Information Start Marker

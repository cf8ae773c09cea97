use std::fmt;
use std::fs;
use std::io;
use std::path::PathBuf;

/// Exec marker of the pseudo entry that opens the theme list.
pub const THEME_SELECTOR_EXEC: &str = "theme_selector";

#[derive(Debug, Clone, PartialEq, Eq)]
pub struct ApplicationEntry {
    pub name: String,          // Display name
    pub exec: String,          // Raw launch command, field codes included
    pub icon: Option<String>,  // Icon name/path
    pub about: Option<String>, // Comment line
}

impl ApplicationEntry {
    pub fn new(name: impl Into<String>, exec: impl Into<String>) -> Self {
        Self {
            name: name.into(),
            exec: exec.into(),
            icon: None,
            about: None,
        }
    }

    /// The entry listed first in application mode that switches to themes.
    pub fn theme_selector() -> Self {
        Self {
            name: "HotSpot: Select Theme".to_string(),
            exec: THEME_SELECTOR_EXEC.to_string(),
            icon: Some("preferences-desktop-theme".to_string()),
            about: Some("Change application theme".to_string()),
        }
    }

    pub fn is_theme_selector(&self) -> bool {
        self.exec == THEME_SELECTOR_EXEC
    }
}

/// A stylesheet compiled into the binary.
#[derive(Debug, Clone, Copy, PartialEq, Eq)]
pub struct BundledTheme {
    pub file: &'static str,
    pub content: &'static str,
}

/// Where a theme's stylesheet lives.
#[derive(Debug, Clone, PartialEq, Eq)]
pub enum ThemeResource {
    Bundled(BundledTheme),
    File(PathBuf),
}

impl ThemeResource {
    pub fn read(&self) -> io::Result<String> {
        match self {
            ThemeResource::Bundled(bundled) => Ok(bundled.content.to_string()),
            ThemeResource::File(path) => fs::read_to_string(path),
        }
    }
}

impl fmt::Display for ThemeResource {
    fn fmt(&self, f: &mut fmt::Formatter<'_>) -> fmt::Result {
        match self {
            ThemeResource::Bundled(bundled) => write!(f, "bundled:{}", bundled.file),
            ThemeResource::File(path) => write!(f, "{}", path.display()),
        }
    }
}

#[derive(Debug, Clone, PartialEq, Eq)]
pub struct ThemeEntry {
    pub name: String,         // Persistence key, file name without extension
    pub display_name: String, // Shown in the list
    pub resource: ThemeResource,
}

/// Shared view of anything the list can show.
pub trait ListEntry {
    fn label(&self) -> &str;
    fn secondary(&self) -> Option<&str>;

    /// `query` must already be lowercase.
    fn matches(&self, query: &str) -> bool {
        self.label().to_lowercase().contains(query)
            || self
                .secondary()
                .is_some_and(|text| text.to_lowercase().contains(query))
    }
}

impl ListEntry for ApplicationEntry {
    fn label(&self) -> &str {
        &self.name
    }

    fn secondary(&self) -> Option<&str> {
        self.about.as_deref()
    }
}

impl ListEntry for ThemeEntry {
    fn label(&self) -> &str {
        &self.display_name
    }

    fn secondary(&self) -> Option<&str> {
        Some(&self.name)
    }
}

/// One row as the UI shell renders it.
#[derive(Debug, Clone, PartialEq, Eq)]
pub struct DisplayItem {
    pub label: String,
    pub secondary: Option<String>,
    pub icon: Option<String>,
    /// Row is the currently applied theme.
    pub active: bool,
}
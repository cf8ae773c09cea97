use std::io;
use std::path::{Path, PathBuf};
use thiserror::Error;
use walkdir::WalkDir;

pub mod desktop;
pub mod themes;

/// A catalog producer. Scanning never fails as a whole: unreadable
/// directories and files are logged and skipped.
pub trait Source {
    type Item;

    fn scan(&self) -> Vec<Self::Item>;
}

#[derive(Debug, Error)]
pub enum SourceError {
    #[error("failed to read {path:?}: {source}")]
    Io {
        path: PathBuf,
        #[source]
        source: io::Error,
    },
    #[error("{path:?} has no [Desktop Entry] group")]
    MissingEntryGroup { path: PathBuf },
}

/// Files directly inside `dir` with the given extension, in file name order.
/// Symlinks count as the file they point at.
pub(crate) fn files_with_extension(dir: &Path, extension: &str) -> Vec<PathBuf> {
    WalkDir::new(dir)
        .min_depth(1)
        .max_depth(1)
        .follow_links(true)
        .sort_by_file_name()
        .into_iter()
        .filter_map(|entry| match entry {
            Ok(entry) => Some(entry),
            Err(err) => {
                log::debug!("Skipping unreadable entry in {:?}: {}", dir, err);
                None
            }
        })
        .filter(|entry| entry.file_type().is_file())
        .map(|entry| entry.into_path())
        .filter(|path| path.extension().and_then(|s| s.to_str()) == Some(extension))
        .collect()
}

#[cfg(test)]
mod tests {
    use super::*;
    use std::fs;
    use tempfile::tempdir;

    #[test]
    fn lists_matching_files_sorted_and_skips_subdirectories() {
        let tmp = tempdir().unwrap();
        fs::write(tmp.path().join("b.desktop"), "").unwrap();
        fs::write(tmp.path().join("a.desktop"), "").unwrap();
        fs::write(tmp.path().join("c.txt"), "").unwrap();
        fs::create_dir(tmp.path().join("nested.desktop")).unwrap();

        let files = files_with_extension(tmp.path(), "desktop");
        let names: Vec<_> = files
            .iter()
            .map(|p| p.file_name().unwrap().to_string_lossy().to_string())
            .collect();
        assert_eq!(names, vec!["a.desktop", "b.desktop"]);
    }

    #[test]
    fn symlinked_files_are_listed_and_dangling_links_skipped() {
        let tmp = tempdir().unwrap();
        let store = tmp.path().join("store");
        let dir = tmp.path().join("apps");
        fs::create_dir_all(&store).unwrap();
        fs::create_dir_all(&dir).unwrap();
        fs::write(store.join("real.desktop"), "").unwrap();
        std::os::unix::fs::symlink(store.join("real.desktop"), dir.join("linked.desktop")).unwrap();
        std::os::unix::fs::symlink(store.join("absent.desktop"), dir.join("dangling.desktop")).unwrap();

        assert_eq!(files_with_extension(&dir, "desktop"), vec![dir.join("linked.desktop")]);
    }

    #[test]
    fn missing_directory_yields_nothing() {
        let tmp = tempdir().unwrap();
        assert!(files_with_extension(&tmp.path().join("absent"), "desktop").is_empty());
    }
}
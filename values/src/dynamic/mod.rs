mod access;
mod convert;
mod index;
mod iter;
mod value;

pub use iter::{Iter, IterMut};
pub use value::Value;
//! Keyed and indexed access on container values.
//!
//! Three flavours, matching the two failure families:
//!
//! - `val_*`, `steal_*`, `add*`, `remove*`, `contain*` return [`Result`].
//! - `at*` return references and panic when the kind, key or index is wrong.
//! - `at_safe*` and `has` return `Option`/`bool` and never panic.
//!
//! Only the mutable `at_key_mut` and the `IndexMut` operators promote a Null
//! value into a container.

use crate::dynamic::value::logic_error;
use crate::dynamic::Value;
use crate::error::{Added, DictError, Result};
use crate::key::Key;
use crate::kind::DictKind;
use crate::raw::Node;
use crate::traits::Extract;

impl Value {
    // =========================================================================
    // Soft reads and steals
    // =========================================================================

    /// Read the element under `key` as `T`.
    ///
    /// `NotSupported` if this is not an Object, `NotFound` if the key is
    /// absent, otherwise whatever converting the element reports.
    pub fn val_key<T: Extract>(&self, key: &str) -> Result<T> {
        T::extract(self.lookup_key(key)?)
    }

    /// Read the element at `index` as `T`.
    ///
    /// `NotSupported` if this is not an Array, `OutOfRange` past the end.
    pub fn val_index<T: Extract>(&self, index: usize) -> Result<T> {
        T::extract(self.lookup_index(index)?)
    }

    /// Move the element under `key` out as `T`, leaving Null in its place.
    ///
    /// The key stays present. On failure nothing changes.
    pub fn steal_key<T: Extract>(&mut self, key: &str) -> Result<T> {
        check_kind::<T>(self.lookup_key(key)?)?;
        let slot = match self.node_mut() {
            Node::Object(map) => map.get_mut(key),
            _ => None,
        };
        let Some(slot) = slot else {
            return Err(DictError::not_found(key));
        };
        let stolen = T::steal(slot)?;
        slot.reset();
        Ok(stolen)
    }

    /// Move the element at `index` out as `T`, leaving Null in its place.
    ///
    /// The array keeps its length. On failure nothing changes.
    pub fn steal_index<T: Extract>(&mut self, index: usize) -> Result<T> {
        check_kind::<T>(self.lookup_index(index)?)?;
        let Some(slot) = self.as_array_mut().and_then(|items| items.get_mut(index)) else {
            return Err(DictError::out_of_range(index, 0));
        };
        let stolen = T::steal(slot)?;
        slot.reset();
        Ok(stolen)
    }

    /// [`val_key`](Self::val_key) addressed by a path.
    ///
    /// Paths are a single segment: the whole string is the key, dots
    /// included.
    pub fn dot_val<T: Extract>(&self, path: &str) -> Result<T> {
        self.val_key(path)
    }

    /// [`steal_key`](Self::steal_key) addressed by a single-segment path.
    pub fn dot_steal<T: Extract>(&mut self, path: &str) -> Result<T> {
        self.steal_key(path)
    }

    // =========================================================================
    // Existence
    // =========================================================================

    /// Check that `key` is present.
    ///
    /// `NotFound` if absent, `NotSupported` if this is not an Object. Never
    /// promotes.
    pub fn contain_key(&self, key: &str) -> Result<()> {
        self.lookup_key(key).map(|_| ())
    }

    /// Check that `key` is present and holds a value of `kind`.
    ///
    /// `NotFound` if absent, `NotSupported` if present with another kind or
    /// if this is not an Object. Never promotes.
    pub fn contain(&self, key: &str, kind: DictKind) -> Result<()> {
        let found = self.lookup_key(key)?;
        if found.is_kind(kind) {
            Ok(())
        } else {
            Err(DictError::not_supported(found.kind()))
        }
    }

    /// `true` if this is an Object with an entry for `key`. Never promotes.
    pub fn has(&self, key: &str) -> bool {
        self.as_object().is_some_and(|map| map.contains_key(key))
    }

    // =========================================================================
    // Insertion and removal
    // =========================================================================

    /// Append to an Array, or merge an Object into an Object.
    ///
    /// Merging copies only the keys the target does not have yet. Merging a
    /// non-object is `InvalidInput`; any other target kind is `NotSupported`.
    pub fn add(&mut self, value: impl Into<Value>) -> Result<Added> {
        let value = value.into();
        match self.kind() {
            DictKind::Array => {
                if let Some(items) = self.as_array_mut() {
                    items.push(value);
                }
                Ok(Added::Inserted)
            }
            DictKind::Object => {
                if !value.is_object() {
                    return Err(DictError::InvalidInput {
                        expected: DictKind::Object,
                        found: value.kind(),
                    });
                }
                let Node::Object(source) = value.into_node() else {
                    return Ok(Added::Inserted);
                };
                if let Some(map) = self.as_object_mut() {
                    let added = map.merge_missing_owned(source);
                    tracing::debug!(added, "merged object");
                }
                Ok(Added::Inserted)
            }
            kind => Err(DictError::not_supported(kind)),
        }
    }

    /// Insert or overwrite `key` in an Object.
    ///
    /// Reports [`Added::Replaced`] when the key already existed.
    pub fn add_key(&mut self, key: impl Into<Key>, value: impl Into<Value>) -> Result<Added> {
        match self.as_object_mut() {
            Some(map) => Ok(map.insert(key, value.into())),
            None => Err(DictError::not_supported(self.kind())),
        }
    }

    /// Remove and return the element at `index`, shifting later ones down.
    pub fn remove(&mut self, index: usize) -> Result<Value> {
        self.lookup_index(index)?;
        match self.as_array_mut() {
            Some(items) => Ok(items.remove(index)),
            None => Err(DictError::not_supported(self.kind())),
        }
    }

    /// Remove and return the entry for `key`. `NotFound` if absent.
    pub fn remove_key(&mut self, key: &str) -> Result<Value> {
        self.lookup_key(key)?;
        self.as_object_mut()
            .and_then(|map| map.remove(key))
            .ok_or_else(|| DictError::not_found(key))
    }

    // =========================================================================
    // Element access
    // =========================================================================

    /// The element at `index`.
    ///
    /// # Panics
    ///
    /// If this is not an Array, or `index` is out of range.
    #[track_caller]
    pub fn at(&self, index: usize) -> &Value {
        match self.node() {
            Node::Array(items) => match items.get(index) {
                Some(item) => item,
                None => index_out_of_range(index, items.len()),
            },
            other => logic_error("at", other.kind()),
        }
    }

    /// Mutable element at `index`. Never grows the array; use indexing for
    /// that.
    ///
    /// # Panics
    ///
    /// If this is not an Array, or `index` is out of range.
    #[track_caller]
    pub fn at_mut(&mut self, index: usize) -> &mut Value {
        if !self.is_array() {
            logic_error("at_mut", self.kind());
        }
        match self.node_mut() {
            Node::Array(items) => {
                let len = items.len();
                match items.get_mut(index) {
                    Some(item) => item,
                    None => index_out_of_range(index, len),
                }
            }
            other => logic_error("at_mut", other.kind()),
        }
    }

    /// The element under `key`.
    ///
    /// # Panics
    ///
    /// If this is not an Object, or the key is absent.
    #[track_caller]
    pub fn at_key(&self, key: &str) -> &Value {
        match self.node() {
            Node::Object(map) => match map.get(key) {
                Some(item) => item,
                None => key_not_found(key),
            },
            other => logic_error("at_key", other.kind()),
        }
    }

    /// Mutable element under `key`, inserting Null if the key is absent.
    ///
    /// A Null value is promoted to an empty Object first.
    ///
    /// # Panics
    ///
    /// If this is neither Null nor an Object.
    #[track_caller]
    pub fn at_key_mut(&mut self, key: &str) -> &mut Value {
        self.promote_null(DictKind::Object);
        if !self.is_object() {
            logic_error("at_key_mut", self.kind());
        }
        match self.node_mut() {
            Node::Object(map) => map.get_or_insert_null(key),
            other => logic_error("at_key_mut", other.kind()),
        }
    }

    /// The element at `index`, or `None` for a non-array or a bad index.
    pub fn at_safe(&self, index: usize) -> Option<&Value> {
        self.as_array()?.get(index)
    }

    /// The element under `key`, or `None` for a non-object or a missing key.
    pub fn at_safe_key(&self, key: &str) -> Option<&Value> {
        self.as_object()?.get(key)
    }

    pub fn at_safe_mut(&mut self, index: usize) -> Option<&mut Value> {
        self.as_array_mut()?.get_mut(index)
    }

    pub fn at_safe_key_mut(&mut self, key: &str) -> Option<&mut Value> {
        if !self.has(key) {
            return None;
        }
        self.as_object_mut()?.get_mut(key)
    }

    /// Mutable element at `index`, growing the array with Nulls as needed.
    ///
    /// A Null value is promoted to an empty Array first.
    #[track_caller]
    pub(crate) fn at_or_grow(&mut self, index: usize) -> &mut Value {
        // No array can hold `usize::MAX + 1` slots; fail before touching anything.
        let Some(min_len) = index.checked_add(1) else {
            index_out_of_range(index, self.as_array().map_or(0, <[Value]>::len));
        };
        self.promote_null(DictKind::Array);
        if !self.is_array() {
            logic_error("index_mut", self.kind());
        }
        match self.node_mut() {
            Node::Array(items) => {
                if index >= items.len() {
                    tracing::trace!(len = items.len(), index, "growing array");
                    items.resize_with(min_len, Value::null);
                }
                &mut items[index]
            }
            other => logic_error("index_mut", other.kind()),
        }
    }

    // =========================================================================
    // Helpers
    // =========================================================================

    fn promote_null(&mut self, kind: DictKind) {
        if self.is_null() {
            tracing::trace!(to = %kind, "promoting null");
            *self = Value::of_kind(kind);
        }
    }

    fn lookup_key(&self, key: &str) -> Result<&Value> {
        match self.node() {
            Node::Object(map) => map.get(key).ok_or_else(|| DictError::not_found(key)),
            other => Err(DictError::not_supported(other.kind())),
        }
    }

    fn lookup_index(&self, index: usize) -> Result<&Value> {
        match self.node() {
            Node::Array(items) => items
                .get(index)
                .ok_or_else(|| DictError::out_of_range(index, items.len())),
            other => Err(DictError::not_supported(other.kind())),
        }
    }
}

/// Fails the way `T::extract` would, without touching the value.
fn check_kind<T: Extract>(found: &Value) -> Result<()> {
    if T::matches_kind(found.kind()) {
        Ok(())
    } else {
        Err(DictError::not_supported(found.kind()))
    }
}

#[cold]
#[inline(never)]
#[track_caller]
fn index_out_of_range(index: usize, len: usize) -> ! {
    panic!("Value::at index {index} out of range for array of length {len}")
}

#[cold]
#[inline(never)]
#[track_caller]
fn key_not_found(key: &str) -> ! {
    panic!("Value::at_key key {key:?} not found")
}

Information End Marker

● Exercise directions
Beginning with the first line above, could you copy every line exactly, up to and including the one with "pub struct BundledTheme"?

● Answer to this task
repository cf8ae773c09cea97
use std::fmt;
use std::fs;
use std::io;
use std::path::PathBuf;

/// Exec marker of the pseudo entry that opens the theme list.
pub const THEME_SELECTOR_EXEC: &str = "theme_selector";

#[derive(Debug, Clone, PartialEq, Eq)]
pub struct ApplicationEntry {
    pub name: String,          // Display name
    pub exec: String,          // Raw launch command, field codes included
    pub icon: Option<String>,  // Icon name/path
    pub about: Option<String>, // Comment line
}

impl ApplicationEntry {
    pub fn new(name: impl Into<String>, exec: impl Into<String>) -> Self {
        Self {
            name: name.into(),
            exec: exec.into(),
            icon: None,
            about: None,
        }
    }

    /// The entry listed first in application mode that switches to themes.
    pub fn theme_selector() -> Self {
        Self {
            name: "HotSpot: Select Theme".to_string(),
            exec: THEME_SELECTOR_EXEC.to_string(),
            icon: Some("preferences-desktop-theme".to_string()),
            about: Some("Change application theme".to_string()),
        }
    }

    pub fn is_theme_selector(&self) -> bool {
        self.exec == THEME_SELECTOR_EXEC
    }
}

/// A stylesheet compiled into the binary.
#[derive(Debug, Clone, Copy, PartialEq, Eq)]
pub struct BundledTheme {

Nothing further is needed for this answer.